Five Chin ethnic refugees from Myanmar on Wednesday renewed their plea for the Philippines to initiate criminal proceedings against Myanmar junta officials for alleged war crimes.
Their renewed request is spurred by the Philippines' recent enforcement of an International Criminal Court (ICC) arrest warrant against former President Rodrigo Duterte.
In a motion filed Wednesday, the refugees -- who fled the Myanmar military regime -- urged the Department of Justice (DoJ) to reconsider its earlier refusal to investigate their complaint against Myanmar junta chief Min Aung Hlaing and nine other Myanmar military officials.
They explicitly cited Duterte's arrest as evidence that "the Philippines recognizes the demands of international justice."
The motion said that recent developments have shown that the Philippines recognizes the demands of international justice, pointing to the decision of national authorities "to arrest and surrender a former president of the Philippines to the jurisdiction of the International Criminal Court."
Their original complaint, filed in October 2023, accused Myanmar's military junta of committing war crimes in Chin State under Republic Act 9851, also known as the Philippine Act on Crimes Against International Humanitarian Law.
However, the DoJ’s prosecutor general declined jurisdiction in February 2024, citing a lack of Philippine connection as neither the victims nor the alleged perpetrators were Filipino, and the alleged crimes occurred in Myanmar.
Myanmar has been in a state of civil war since the military overthrew the democratically elected government of Aung San Suu Kyi in February 2021. The coup triggered nationwide protests that evolved into armed resistance following the junta's violent crackdown on peaceful demonstrators.
Since then, the junta has conducted widespread aerial bombings, arbitrary arrests, torture, and executions across the country, leading to what the United Nations has described as a full-blown humanitarian catastrophe.
More than 2.6 million people have been internally displaced, and over 70,000 have fled to neighboring countries.
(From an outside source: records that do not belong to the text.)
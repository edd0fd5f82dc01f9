//! Ontology text acquisition.
//!
//! The loader hands raw ontology text to an external parser; it never parses
//! serialized RDF itself. Sources are a local file or a branch-addressed
//! artifact in the upstream repository (`{repo_url}/{branch}/LMSS.owl`).

use std::path::{Path, PathBuf};

use tracing::{debug, info};

use taxo_core::defaults::{DEFAULT_REPO_ARTIFACT_URL, DEFAULT_REPO_BRANCH, ONTOLOGY_FILE};
use taxo_core::{Error, Result};

/// Where ontology text comes from.
#[derive(Debug, Clone, PartialEq, Eq)]
pub enum OntologySource {
    /// Read from a local file.
    Path(PathBuf),
    /// Fetch from a branch of the upstream repository.
    Remote { repo_url: String, branch: String },
}

impl OntologySource {
    /// Parse a source-spec string of the form `file=/path/to/file.owl` or
    /// `branch=main`, optionally `branch=main&url=https://…/fork/`.
    ///
    /// Malformed specs (unknown key, missing `=`, both `file` and `branch`)
    /// are rejected at this boundary.
    pub fn parse(spec: &str) -> Result<Self> {
        let mut file: Option<String> = None;
        let mut branch: Option<String> = None;
        let mut url: Option<String> = None;

        for token in spec.split('&') {
            let (key, value) = token
                .split_once('=')
                .ok_or_else(|| Error::InvalidInput(format!("malformed source token: {token}")))?;
            match key {
                "file" => file = Some(value.to_string()),
                "branch" => branch = Some(value.to_string()),
                "url" => url = Some(value.to_string()),
                other => {
                    return Err(Error::InvalidInput(format!(
                        "unknown source key: {other}"
                    )))
                }
            }
        }

        match (file, branch) {
            (Some(_), Some(_)) => Err(Error::InvalidInput(format!(
                "cannot pass both file and branch: {spec}"
            ))),
            (Some(path), None) => Ok(Self::Path(PathBuf::from(path))),
            (None, Some(branch)) => Ok(Self::Remote {
                repo_url: url.unwrap_or_else(|| DEFAULT_REPO_ARTIFACT_URL.to_string()),
                branch,
            }),
            (None, None) => Err(Error::InvalidInput(format!(
                "source spec needs file= or branch=: {spec}"
            ))),
        }
    }

    /// The default remote source: latest stable branch of the upstream repo.
    pub fn default_remote() -> Self {
        Self::Remote {
            repo_url: DEFAULT_REPO_ARTIFACT_URL.to_string(),
            branch: DEFAULT_REPO_BRANCH.to_string(),
        }
    }
}

/// Read ontology text from a local file.
pub fn read_ontology_file(path: &Path) -> Result<String> {
    debug!(path = %path.display(), op = "read_ontology_file", "reading ontology text");
    Ok(std::fs::read_to_string(path)?)
}

/// Fetch ontology text from a branch-addressed artifact URL.
pub async fn fetch_ontology_text(repo_url: &str, branch: &str) -> Result<String> {
    let url = format!(
        "{}/{}/{ONTOLOGY_FILE}",
        repo_url.trim_end_matches('/'),
        branch.trim_start_matches('/')
    );
    info!(url = %url, op = "fetch_ontology_text", "fetching ontology artifact");
    let response = reqwest::get(&url).await?.error_for_status()?;
    Ok(response.text().await?)
}

/// Load ontology text from whichever source was specified.
pub async fn load(source: &OntologySource) -> Result<String> {
    match source {
        OntologySource::Path(path) => read_ontology_file(path),
        OntologySource::Remote { repo_url, branch } => {
            fetch_ontology_text(repo_url, branch).await
        }
    }
}
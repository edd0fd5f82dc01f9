//! Cycle-safe, depth-bounded closure traversal.
//!
//! The taxonomy's adjacency graph is *not* guaranteed to be a DAG: authoring
//! defects introduce cycles, and multi-parent concepts make diamonds the
//! common case rather than the exception. Every traversal here is therefore
//! guarded by a per-call visited set so each reachable node is expanded at
//! most once, giving O(V+E) work and guaranteed termination regardless of
//! cycles. Depth bookkeeping only gates how far to explore, never whether a
//! node may be revisited.

use std::collections::{BTreeSet, HashMap};

use serde::{Deserialize, Serialize};

/// Breadth-first bounded closure over an arbitrary neighbor function.
///
/// Returns every node reachable from `root` by paths of at most `max_depth`
/// hops. `root` itself is not included. The result is a `BTreeSet` so
/// iteration order is deterministic for identical inputs.
pub fn bounded_closure<'a, F>(root: &str, max_depth: usize, neighbors: F) -> BTreeSet<String>
where
    F: Fn(&str) -> Option<&'a [String]>,
{
    let mut reached: BTreeSet<String> = BTreeSet::new();
    if max_depth == 0 {
        return reached;
    }

    let mut frontier: Vec<&'a str> = match neighbors(root) {
        Some(direct) => direct.iter().map(String::as_str).collect(),
        None => return reached,
    };

    let mut depth = 0;
    while !frontier.is_empty() && depth < max_depth {
        let mut next: Vec<&'a str> = Vec::new();
        for node in frontier {
            // First visit only: diamonds and cycles collapse here.
            if reached.insert(node.to_string()) {
                if let Some(children) = neighbors(node) {
                    next.extend(children.iter().map(String::as_str));
                }
            }
        }
        frontier = next;
        depth += 1;
    }

    reached
}

/// Descendant closure over a forward adjacency table.
pub fn descendants(
    edges: &HashMap<String, Vec<String>>,
    root: &str,
    max_depth: usize,
) -> BTreeSet<String> {
    bounded_closure(root, max_depth, |iri| edges.get(iri).map(Vec::as_slice))
}

/// One detected cycle, reported with a stable representative so output is
/// deterministic across runs.
#[derive(Debug, Clone, PartialEq, Eq, Serialize, Deserialize)]
pub struct Cycle {
    /// Lexicographically smallest member.
    pub representative: String,
    /// All members of the cycle, sorted.
    pub members: Vec<String>,
}

/// Detect every cycle in the adjacency table.
///
/// Runs an iterative Tarjan strongly-connected-component pass over all nodes
/// (sorted, for deterministic output). A component is a cycle when it has
/// more than one member, or when its single member carries a self-edge.
/// Returns cycles sorted by representative.
pub fn find_cycles(edges: &HashMap<String, Vec<String>>) -> Vec<Cycle> {
    // Stable node numbering over every IRI mentioned on either edge side.
    let mut node_set: BTreeSet<&str> = BTreeSet::new();
    for (parent, children) in edges {
        node_set.insert(parent.as_str());
        for child in children {
            node_set.insert(child.as_str());
        }
    }
    let nodes: Vec<&str> = node_set.into_iter().collect();
    let ids: HashMap<&str, usize> = nodes.iter().enumerate().map(|(i, n)| (*n, i)).collect();

    let adjacency: Vec<Vec<usize>> = nodes
        .iter()
        .map(|node| {
            edges
                .get(*node)
                .map(|children| children.iter().map(|c| ids[c.as_str()]).collect())
                .unwrap_or_default()
        })
        .collect();

    let n = nodes.len();
    let mut index_of: Vec<Option<usize>> = vec![None; n];
    let mut lowlink: Vec<usize> = vec![0; n];
    let mut on_stack: Vec<bool> = vec![false; n];
    let mut stack: Vec<usize> = Vec::new();
    let mut next_index = 0usize;
    let mut components: Vec<Vec<usize>> = Vec::new();

    // Explicit call stack of (node, next child offset) frames instead of
    // recursion: taxonomy depth is author-controlled input.
    for start in 0..n {
        if index_of[start].is_some() {
            continue;
        }
        let mut call_stack: Vec<(usize, usize)> = vec![(start, 0)];
        while let Some(frame) = call_stack.last_mut() {
            let (v, child_pos) = (frame.0, frame.1);
            if child_pos == 0 && index_of[v].is_none() {
                index_of[v] = Some(next_index);
                lowlink[v] = next_index;
                next_index += 1;
                stack.push(v);
                on_stack[v] = true;
            }

            if let Some(&w) = adjacency[v].get(child_pos) {
                frame.1 += 1;
                match index_of[w] {
                    None => call_stack.push((w, 0)),
                    Some(w_index) => {
                        if on_stack[w] {
                            lowlink[v] = lowlink[v].min(w_index);
                        }
                    }
                }
            } else {
                // All children explored; close the frame.
                call_stack.pop();
                if let Some(&(parent, _)) = call_stack.last() {
                    lowlink[parent] = lowlink[parent].min(lowlink[v]);
                }
                if index_of[v] == Some(lowlink[v]) {
                    let mut component = Vec::new();
                    loop {
                        let w = stack.pop().expect("Tarjan stack underflow");
                        on_stack[w] = false;
                        component.push(w);
                        if w == v {
                            break;
                        }
                    }
                    components.push(component);
                }
            }
        }
    }

    let mut cycles: Vec<Cycle> = components
        .into_iter()
        .filter(|component| {
            component.len() > 1 || {
                let v = component[0];
                adjacency[v].contains(&v)
            }
        })
        .map(|component| {
            let mut members: Vec<String> =
                component.iter().map(|&v| nodes[v].to_string()).collect();
            members.sort();
            Cycle {
                representative: members[0].clone(),
                members,
            }
        })
        .collect();
    cycles.sort_by(|a, b| a.representative.cmp(&b.representative));
    cycles
}

#[cfg(test)]
mod tests {
    use super::*;
    use taxo_core::defaults::UNLIMITED_DEPTH;

    fn edges(pairs: &[(&str, &[&str])]) -> HashMap<String, Vec<String>> {
        pairs
            .iter()
            .map(|(parent, children)| {
                (
                    parent.to_string(),
                    children.iter().map(|c| c.to_string()).collect(),
                )
            })
            .collect()
    }

    fn set(items: &[&str]) -> BTreeSet<String> {
        items.iter().map(|s| s.to_string()).collect()
    }

    #[test]
    fn test_depth_zero_is_empty() {
        let e = edges(&[("A", &["B", "C"])]);
        assert!(descendants(&e, "A", 0).is_empty());
    }

    #[test]
    fn test_depth_one_is_direct_children() {
        let e = edges(&[("A", &["B", "C"]), ("B", &["D"])]);
        assert_eq!(descendants(&e, "A", 1), set(&["B", "C"]));
    }

    #[test]
    fn test_depth_two_reaches_grandchildren() {
        let e = edges(&[("A", &["B"]), ("B", &["C"]), ("C", &["D"])]);
        assert_eq!(descendants(&e, "A", 2), set(&["B", "C"]));
    }

    #[test]
    fn test_unlimited_depth_reaches_everything() {
        let e = edges(&[("A", &["B"]), ("B", &["C"]), ("C", &["D"])]);
        assert_eq!(descendants(&e, "A", UNLIMITED_DEPTH), set(&["B", "C", "D"]));
    }

    #[test]
    fn test_absent_root_returns_empty_set() {
        let e = edges(&[("A", &["B"])]);
        assert!(descendants(&e, "missing", UNLIMITED_DEPTH).is_empty());
    }

    #[test]
    fn test_diamond_counted_once() {
        // A -> {B, C}, B -> D, C -> D
        let e = edges(&[("A", &["B", "C"]), ("B", &["D"]), ("C", &["D"])]);
        let result = descendants(&e, "A", UNLIMITED_DEPTH);
        assert_eq!(result, set(&["B", "C", "D"]));
    }

    #[test]
    fn test_cycle_terminates_with_unlimited_depth() {
        // A -> B -> C -> A
        let e = edges(&[("A", &["B"]), ("B", &["C"]), ("C", &["A"])]);
        let result = descendants(&e, "A", UNLIMITED_DEPTH);
        // A is reachable from itself through the cycle.
        assert_eq!(result, set(&["A", "B", "C"]));
    }

    #[test]
    fn test_self_loop_terminates() {
        let e = edges(&[("A", &["A", "B"])]);
        assert_eq!(descendants(&e, "A", UNLIMITED_DEPTH), set(&["A", "B"]));
    }

    #[test]
    fn test_repeated_calls_identical() {
        let e = edges(&[("A", &["B", "C"]), ("C", &["D"]), ("D", &["A"])]);
        let first = descendants(&e, "A", UNLIMITED_DEPTH);
        let second = descendants(&e, "A", UNLIMITED_DEPTH);
        assert_eq!(first, second);
    }

    #[test]
    fn test_wide_diamond_linear_work() {
        // Layered graph where naive per-path expansion is exponential:
        // every node in layer i points at both nodes in layer i+1.
        let mut pairs: Vec<(String, Vec<String>)> = Vec::new();
        for layer in 0..30u32 {
            for slot in 0..2u32 {
                let from = format!("L{layer}_{slot}");
                let to = vec![format!("L{}_0", layer + 1), format!("L{}_1", layer + 1)];
                pairs.push((from, to));
            }
        }
        let e: HashMap<String, Vec<String>> = pairs.into_iter().collect();
        let result = descendants(&e, "L0_0", UNLIMITED_DEPTH);
        // 2 nodes per layer for layers 1..=30, plus the sibling L0_1 is not
        // reachable from L0_0.
        assert_eq!(result.len(), 60);
    }

    #[test]
    fn test_find_cycles_none_in_dag() {
        let e = edges(&[("A", &["B", "C"]), ("B", &["D"]), ("C", &["D"])]);
        assert!(find_cycles(&e).is_empty());
    }

    #[test]
    fn test_find_cycles_simple_cycle() {
        let e = edges(&[("A", &["B"]), ("B", &["C"]), ("C", &["A"])]);
        let cycles = find_cycles(&e);
        assert_eq!(cycles.len(), 1);
        assert_eq!(cycles[0].representative, "A");
        assert_eq!(cycles[0].members, vec!["A", "B", "C"]);
    }

    #[test]
    fn test_find_cycles_self_loop() {
        let e = edges(&[("A", &["A"]), ("B", &["C"])]);
        let cycles = find_cycles(&e);
        assert_eq!(cycles.len(), 1);
        assert_eq!(cycles[0].members, vec!["A"]);
    }

    #[test]
    fn test_find_cycles_two_disjoint_cycles_sorted() {
        let e = edges(&[
            ("X", &["Y"]),
            ("Y", &["X"]),
            ("A", &["B"]),
            ("B", &["A"]),
        ]);
        let cycles = find_cycles(&e);
        assert_eq!(cycles.len(), 2);
        assert_eq!(cycles[0].representative, "A");
        assert_eq!(cycles[1].representative, "X");
    }

    #[test]
    fn test_find_cycles_representative_is_smallest() {
        let e = edges(&[("M", &["Z"]), ("Z", &["B"]), ("B", &["M"])]);
        let cycles = find_cycles(&e);
        assert_eq!(cycles[0].representative, "B");
        assert_eq!(cycles[0].members, vec!["B", "M", "Z"]);
    }

    #[test]
    fn test_find_cycles_deep_chain_no_overflow() {
        // A long path must not blow the stack: the walker is iterative.
        let mut pairs: Vec<(String, Vec<String>)> = Vec::new();
        for i in 0..50_000u32 {
            pairs.push((format!("N{i}"), vec![format!("N{}", i + 1)]));
        }
        let e: HashMap<String, Vec<String>> = pairs.into_iter().collect();
        assert!(find_cycles(&e).is_empty());
    }
}
//! The taxonomy index: concept store plus derived lookup tables.
//!
//! Built once per load from a [`TripleSource`], immutable afterwards except
//! through [`TaxonomyIndex::add_concept`]. The derived tables (`edges`,
//! `label_to_iris`) are never the source of truth; they are rebuildable from
//! `concepts` and kept in lockstep by the single mutation path.

use std::collections::{BTreeSet, HashMap};

use tracing::info;

use taxo_core::defaults::{DEFAULT_MAX_DEPTH, DEFAULT_NAMESPACE, UNLIMITED_DEPTH};
use taxo_core::triples::vocab;
use taxo_core::{Concept, Error, Result, TripleSource};

use crate::closure;
use crate::registry::KeyConceptRegistry;

/// Build-time configuration for a [`TaxonomyIndex`].
#[derive(Debug, Clone)]
pub struct IndexConfig {
    /// Namespace prefix owned by the taxonomy. Relation targets outside it
    /// (such as `owl:Thing`) are discarded during the build.
    pub namespace: String,
    /// Hop limit applied when a traversal caller passes `None`.
    pub default_max_depth: usize,
    /// Named key-concept roots used as stable entry points.
    pub key_concepts: KeyConceptRegistry,
}

impl Default for IndexConfig {
    fn default() -> Self {
        Self {
            namespace: DEFAULT_NAMESPACE.to_string(),
            default_max_depth: DEFAULT_MAX_DEPTH,
            key_concepts: KeyConceptRegistry::sali_default(),
        }
    }
}

/// In-memory index over a taxonomy graph.
///
/// All query methods take `&self` and never mutate shared state, so
/// concurrent readers need no locking. [`TaxonomyIndex::add_concept`] is the
/// only mutator and takes `&mut self`, which makes the exclusive-writer
/// contract a compile-time property.
#[derive(Debug, Clone)]
pub struct TaxonomyIndex {
    pub(crate) concepts: HashMap<String, Concept>,
    pub(crate) edges: HashMap<String, Vec<String>>,
    pub(crate) label_to_iris: HashMap<String, Vec<String>>,
    pub(crate) key_concepts: KeyConceptRegistry,
    pub(crate) namespace: String,
    pub(crate) default_max_depth: usize,
}

impl TaxonomyIndex {
    /// Build an index from an already-parsed triple source.
    ///
    /// All-or-nothing: any integrity defect (no concepts in the owned
    /// namespace, a dangling parent/child reference) fails the build and no
    /// partial index is published.
    pub fn build(source: &dyn TripleSource, config: IndexConfig) -> Result<Self> {
        let mut subjects: Vec<String> = source
            .class_subjects()
            .into_iter()
            .filter(|iri| iri.starts_with(&config.namespace))
            .collect();
        subjects.sort();
        subjects.dedup();

        if subjects.is_empty() {
            return Err(Error::Build(format!(
                "triple source contains no concepts in namespace {}",
                config.namespace
            )));
        }

        let mut concepts: HashMap<String, Concept> = HashMap::with_capacity(subjects.len());
        let mut label_to_iris: HashMap<String, Vec<String>> = HashMap::new();

        for iri in &subjects {
            let label = source.objects_of(iri, vocab::RDFS_LABEL).into_iter().next();
            let pref_labels = source.objects_of(iri, vocab::SKOS_PREF_LABEL);
            let alt_labels = source.objects_of(iri, vocab::SKOS_ALT_LABEL);
            let hidden_labels = source.objects_of(iri, vocab::SKOS_HIDDEN_LABEL);
            let definitions = source.objects_of(iri, vocab::SKOS_DEFINITION);

            // Relation targets are restricted to the owned namespace; this is
            // where external roots like owl:Thing drop out.
            let mut parents: Vec<String> = source
                .objects_of(iri, vocab::RDFS_SUBCLASS_OF)
                .into_iter()
                .filter(|p| p.starts_with(&config.namespace))
                .collect();
            parents.sort();
            parents.dedup();

            let mut children: Vec<String> = source
                .subjects_of(vocab::RDFS_SUBCLASS_OF, iri)
                .into_iter()
                .filter(|c| c.starts_with(&config.namespace))
                .collect();
            children.sort();
            children.dedup();

            // Append-only label registration: IRIs sharing a label stack up,
            // they never overwrite each other.
            if let Some(label) = &label {
                label_to_iris
                    .entry(label.clone())
                    .or_default()
                    .push(iri.clone());
            }

            concepts.insert(
                iri.clone(),
                Concept {
                    iri: iri.clone(),
                    label,
                    pref_labels,
                    alt_labels,
                    hidden_labels,
                    definitions,
                    parents,
                    children,
                    top_concept: None,
                },
            );
        }

        // Second pass: forward adjacency from the parent lists, then verify
        // that both relation directions resolve inside the index.
        let mut edges: HashMap<String, Vec<String>> = HashMap::new();
        for iri in &subjects {
            let concept = &concepts[iri];
            for parent in &concept.parents {
                if !concepts.contains_key(parent) {
                    return Err(Error::Build(format!(
                        "dangling parent reference {parent} on {iri}"
                    )));
                }
                edges.entry(parent.clone()).or_default().push(iri.clone());
            }
            for child in &concept.children {
                if !concepts.contains_key(child) {
                    return Err(Error::Build(format!(
                        "dangling child reference {child} on {iri}"
                    )));
                }
            }
        }
        for children in edges.values_mut() {
            children.sort();
            children.dedup();
        }

        let mut index = Self {
            concepts,
            edges,
            label_to_iris,
            key_concepts: config.key_concepts,
            namespace: config.namespace,
            default_max_depth: config.default_max_depth,
        };
        index.tag_top_concepts();

        info!(
            concept_count = index.concepts.len(),
            edge_count = index.edges.len(),
            "taxonomy index built"
        );
        Ok(index)
    }

    /// Tag every concept reachable from a key-concept root with that root's
    /// friendly name. Registry order (name order) decides ties; the first
    /// root to reach a concept wins.
    pub(crate) fn tag_top_concepts(&mut self) {
        let assignments: Vec<(String, String)> = self
            .key_concepts
            .iter()
            .filter(|(_, root)| self.concepts.contains_key(*root))
            .flat_map(|(name, root)| {
                let mut members = closure::descendants(&self.edges, root, UNLIMITED_DEPTH);
                members.insert(root.to_string());
                members
                    .into_iter()
                    .map(move |iri| (iri, name.to_string()))
                    .collect::<Vec<_>>()
            })
            .collect();
        for (iri, name) in assignments {
            if let Some(concept) = self.concepts.get_mut(&iri) {
                if concept.top_concept.is_none() {
                    concept.top_concept = Some(name);
                }
            }
        }
    }

    // ─── Concept store reads ───────────────────────────────────────────────

    /// Look up a concept by IRI.
    pub fn get(&self, iri: &str) -> Option<&Concept> {
        self.concepts.get(iri)
    }

    /// The full concept table.
    pub fn concepts(&self) -> &HashMap<String, Concept> {
        &self.concepts
    }

    /// All concept IRIs, sorted.
    pub fn iris(&self) -> Vec<&str> {
        let mut iris: Vec<&str> = self.concepts.keys().map(String::as_str).collect();
        iris.sort_unstable();
        iris
    }

    /// IRIs registered under a primary label. Labels are not unique; several
    /// IRIs may share one.
    pub fn iris_for_label(&self, label: &str) -> &[String] {
        self.label_to_iris.get(label).map(Vec::as_slice).unwrap_or(&[])
    }

    /// The forward adjacency table (parent IRI to child IRIs).
    pub fn edges(&self) -> &HashMap<String, Vec<String>> {
        &self.edges
    }

    pub fn len(&self) -> usize {
        self.concepts.len()
    }

    pub fn is_empty(&self) -> bool {
        self.concepts.is_empty()
    }

    /// Namespace prefix owned by this index.
    pub fn namespace(&self) -> &str {
        &self.namespace
    }

    /// Hop limit applied when a traversal caller passes `None`.
    pub fn default_max_depth(&self) -> usize {
        self.default_max_depth
    }

    // ─── Closure queries ───────────────────────────────────────────────────

    /// All IRIs reachable from `root` by following child edges, restricted to
    /// paths of at most `max_depth` hops. `None` applies the configured
    /// default; [`UNLIMITED_DEPTH`] removes the limit.
    ///
    /// A root absent from the index yields the empty set, not an error.
    pub fn descendants(&self, root: &str, max_depth: Option<usize>) -> BTreeSet<String> {
        let depth = max_depth.unwrap_or(self.default_max_depth);
        closure::descendants(&self.edges, root, depth)
    }

    /// All IRIs reachable from `root` by following parent edges, with the
    /// same depth semantics as [`TaxonomyIndex::descendants`].
    pub fn ancestors(&self, root: &str, max_depth: Option<usize>) -> BTreeSet<String> {
        let depth = max_depth.unwrap_or(self.default_max_depth);
        closure::bounded_closure(root, depth, |iri| {
            self.concepts.get(iri).map(|c| c.parents.as_slice())
        })
    }

    /// Every cycle in the child adjacency graph, deterministically ordered.
    pub fn find_cycles(&self) -> Vec<closure::Cycle> {
        closure::find_cycles(&self.edges)
    }

    // ─── Key concepts ──────────────────────────────────────────────────────

    /// The key-concept registry held by this index.
    pub fn key_concepts(&self) -> &KeyConceptRegistry {
        &self.key_concepts
    }

    /// The set of registered key-concept root IRIs.
    pub fn key_concept_iris(&self) -> BTreeSet<String> {
        self.key_concepts
            .root_iris()
            .into_iter()
            .map(str::to_string)
            .collect()
    }

    /// Descendants of the named key-concept root. An unregistered name yields
    /// the empty set.
    pub fn key_concept_members(&self, name: &str, max_depth: Option<usize>) -> BTreeSet<String> {
        match self.key_concepts.get(name) {
            Some(root) => self.descendants(root, max_depth),
            None => BTreeSet::new(),
        }
    }

    // ─── Named taxonomy accessors (sugar over key_concept_members) ─────────

    /// Actor / Player concepts.
    pub fn actor_players(&self, max_depth: Option<usize>) -> BTreeSet<String> {
        self.key_concept_members("Actor / Player", max_depth)
    }

    /// Area of Law concepts.
    pub fn areas_of_law(&self, max_depth: Option<usize>) -> BTreeSet<String> {
        self.key_concept_members("Area of Law", max_depth)
    }

    /// Asset Type concepts.
    pub fn asset_types(&self, max_depth: Option<usize>) -> BTreeSet<String> {
        self.key_concept_members("Asset Type", max_depth)
    }

    /// Communication Modality concepts.
    pub fn communication_modalities(&self, max_depth: Option<usize>) -> BTreeSet<String> {
        self.key_concept_members("Communication Modality", max_depth)
    }

    /// Currency concepts.
    pub fn currencies(&self, max_depth: Option<usize>) -> BTreeSet<String> {
        self.key_concept_members("Currency", max_depth)
    }

    /// Data Format concepts.
    pub fn data_formats(&self, max_depth: Option<usize>) -> BTreeSet<String> {
        self.key_concept_members("Data Format", max_depth)
    }

    /// Document / Artifact concepts.
    pub fn document_artifacts(&self, max_depth: Option<usize>) -> BTreeSet<String> {
        self.key_concept_members("Document / Artifact", max_depth)
    }

    /// Engagement Terms concepts.
    pub fn engagement_terms(&self, max_depth: Option<usize>) -> BTreeSet<String> {
        self.key_concept_members("Engagement Terms", max_depth)
    }

    /// Event concepts.
    pub fn events(&self, max_depth: Option<usize>) -> BTreeSet<String> {
        self.key_concept_members("Event", max_depth)
    }

    /// Forums and Venues concepts.
    pub fn forums_venues(&self, max_depth: Option<usize>) -> BTreeSet<String> {
        self.key_concept_members("Forums and Venues", max_depth)
    }

    /// Governmental Body concepts.
    pub fn governmental_bodies(&self, max_depth: Option<usize>) -> BTreeSet<String> {
        self.key_concept_members("Governmental Body", max_depth)
    }

    /// Industry concepts.
    pub fn industries(&self, max_depth: Option<usize>) -> BTreeSet<String> {
        self.key_concept_members("Industry", max_depth)
    }

    /// LMSS Type concepts.
    pub fn lmss_types(&self, max_depth: Option<usize>) -> BTreeSet<String> {
        self.key_concept_members("LMSS Type", max_depth)
    }

    /// Legal Authorities concepts.
    pub fn legal_authorities(&self, max_depth: Option<usize>) -> BTreeSet<String> {
        self.key_concept_members("Legal Authorities", max_depth)
    }

    /// Legal Entity concepts.
    pub fn legal_entities(&self, max_depth: Option<usize>) -> BTreeSet<String> {
        self.key_concept_members("Legal Entity", max_depth)
    }

    /// Location concepts.
    pub fn locations(&self, max_depth: Option<usize>) -> BTreeSet<String> {
        self.key_concept_members("Location", max_depth)
    }

    /// Matter Narrative concepts.
    pub fn matter_narratives(&self, max_depth: Option<usize>) -> BTreeSet<String> {
        self.key_concept_members("Matter Narrative", max_depth)
    }

    /// Matter Narrative Format concepts.
    pub fn matter_narrative_formats(&self, max_depth: Option<usize>) -> BTreeSet<String> {
        self.key_concept_members("Matter Narrative Format", max_depth)
    }

    /// Objectives concepts.
    pub fn objectives(&self, max_depth: Option<usize>) -> BTreeSet<String> {
        self.key_concept_members("Objectives", max_depth)
    }

    /// Service concepts.
    pub fn services(&self, max_depth: Option<usize>) -> BTreeSet<String> {
        self.key_concept_members("Service", max_depth)
    }

    /// Standards Compatibility concepts.
    pub fn standards_compatibility(&self, max_depth: Option<usize>) -> BTreeSet<String> {
        self.key_concept_members("Standards Compatibility", max_depth)
    }

    /// Status concepts.
    pub fn statuses(&self, max_depth: Option<usize>) -> BTreeSet<String> {
        self.key_concept_members("Status", max_depth)
    }

    /// System Identifiers concepts.
    pub fn system_identifiers(&self, max_depth: Option<usize>) -> BTreeSet<String> {
        self.key_concept_members("System Identifiers", max_depth)
    }
}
The Chin people, a predominantly Christian ethnic minority concentrated in western Myanmar, have faced severe persecution since the coup, alongside the Rohingya Muslims who have endured longstanding discrimination and violence in Myanmar.
Atty. Romel Bagares, counsel for the complainants, cited the 2011 Supreme Court case Bayan Muna v. Romulo, which recognized the principle of universal jurisdiction for serious international crimes.
"Under the Philippines' hybrid constitutional and legal system, genocide, war crimes, and crimes against humanity are subject to the mandatory universal jurisdiction of Philippine courts under the jus cogens regime," the motion argued, referring to fundamental principles of international law.